WORK REQUIRED:
Please restate exactly what appears in the records below from the first line to the line where "logging on stderr." is, that line included.

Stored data
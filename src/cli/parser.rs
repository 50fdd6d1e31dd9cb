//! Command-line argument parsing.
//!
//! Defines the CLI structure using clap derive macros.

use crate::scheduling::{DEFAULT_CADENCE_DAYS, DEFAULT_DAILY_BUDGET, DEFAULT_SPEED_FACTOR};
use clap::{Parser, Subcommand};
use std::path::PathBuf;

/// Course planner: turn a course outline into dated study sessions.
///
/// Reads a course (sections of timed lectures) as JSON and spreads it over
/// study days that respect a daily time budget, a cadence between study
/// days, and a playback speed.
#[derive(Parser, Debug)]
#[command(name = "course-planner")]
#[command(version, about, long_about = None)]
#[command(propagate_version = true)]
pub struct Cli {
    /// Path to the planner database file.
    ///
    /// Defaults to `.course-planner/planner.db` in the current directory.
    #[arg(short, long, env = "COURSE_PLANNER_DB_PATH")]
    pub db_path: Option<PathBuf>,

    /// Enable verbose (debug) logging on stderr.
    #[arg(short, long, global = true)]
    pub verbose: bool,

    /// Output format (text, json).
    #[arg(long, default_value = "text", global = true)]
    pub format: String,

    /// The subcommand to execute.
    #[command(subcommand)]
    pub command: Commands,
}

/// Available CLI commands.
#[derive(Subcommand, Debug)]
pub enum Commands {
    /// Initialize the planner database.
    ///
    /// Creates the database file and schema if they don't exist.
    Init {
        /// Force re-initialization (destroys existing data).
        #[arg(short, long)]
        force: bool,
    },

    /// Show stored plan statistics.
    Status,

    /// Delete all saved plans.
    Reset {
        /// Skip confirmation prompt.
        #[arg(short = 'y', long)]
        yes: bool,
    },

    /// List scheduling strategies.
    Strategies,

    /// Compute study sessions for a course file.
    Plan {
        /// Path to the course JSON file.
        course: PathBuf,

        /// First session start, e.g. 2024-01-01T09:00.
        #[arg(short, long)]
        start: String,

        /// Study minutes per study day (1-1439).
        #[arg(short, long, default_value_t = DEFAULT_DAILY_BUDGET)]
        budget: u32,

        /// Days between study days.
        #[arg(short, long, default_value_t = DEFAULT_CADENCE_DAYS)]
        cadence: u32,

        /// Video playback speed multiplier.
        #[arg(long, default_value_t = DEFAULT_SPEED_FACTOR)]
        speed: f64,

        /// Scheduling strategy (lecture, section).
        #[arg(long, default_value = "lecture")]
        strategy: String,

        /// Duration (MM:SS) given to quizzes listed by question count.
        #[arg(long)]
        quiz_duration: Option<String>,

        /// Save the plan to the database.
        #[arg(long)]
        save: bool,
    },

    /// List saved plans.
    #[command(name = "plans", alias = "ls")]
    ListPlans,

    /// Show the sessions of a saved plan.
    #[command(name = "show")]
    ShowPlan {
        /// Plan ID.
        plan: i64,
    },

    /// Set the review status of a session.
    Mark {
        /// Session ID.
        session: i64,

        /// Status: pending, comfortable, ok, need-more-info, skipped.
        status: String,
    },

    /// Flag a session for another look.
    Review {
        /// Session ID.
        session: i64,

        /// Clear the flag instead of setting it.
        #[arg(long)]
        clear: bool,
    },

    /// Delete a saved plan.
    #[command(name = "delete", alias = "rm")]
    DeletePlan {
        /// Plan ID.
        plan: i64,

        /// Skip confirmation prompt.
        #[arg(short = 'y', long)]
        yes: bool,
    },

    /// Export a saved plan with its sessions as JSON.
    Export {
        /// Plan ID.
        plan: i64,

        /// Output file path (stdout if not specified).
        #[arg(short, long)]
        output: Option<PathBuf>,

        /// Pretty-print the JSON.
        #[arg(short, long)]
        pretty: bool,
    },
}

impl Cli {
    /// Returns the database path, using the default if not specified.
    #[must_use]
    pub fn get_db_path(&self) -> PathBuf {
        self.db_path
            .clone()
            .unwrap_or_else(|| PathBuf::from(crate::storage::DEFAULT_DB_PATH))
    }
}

SOLUTION TO THE EXERCISE:
filename src/cli/parser.rs
repository 50fdd6d1e31dd9cb
//! Command-line argument parsing.
//!
//! Defines the CLI structure using clap derive macros.

use crate::scheduling::{DEFAULT_CADENCE_DAYS, DEFAULT_DAILY_BUDGET, DEFAULT_SPEED_FACTOR};
use clap::{Parser, Subcommand};
use std::path::PathBuf;

/// Course planner: turn a course outline into dated study sessions.
///
/// Reads a course (sections of timed lectures) as JSON and spreads it over
/// study days that respect a daily time budget, a cadence between study
/// days, and a playback speed.
#[derive(Parser, Debug)]
#[command(name = "course-planner")]
#[command(version, about, long_about = None)]
#[command(propagate_version = true)]
pub struct Cli {
    /// Path to the planner database file.
    ///
    /// Defaults to `.course-planner/planner.db` in the current directory.
    #[arg(short, long, env = "COURSE_PLANNER_DB_PATH")]
    pub db_path: Option<PathBuf>,

    /// Enable verbose (debug) logging on stderr.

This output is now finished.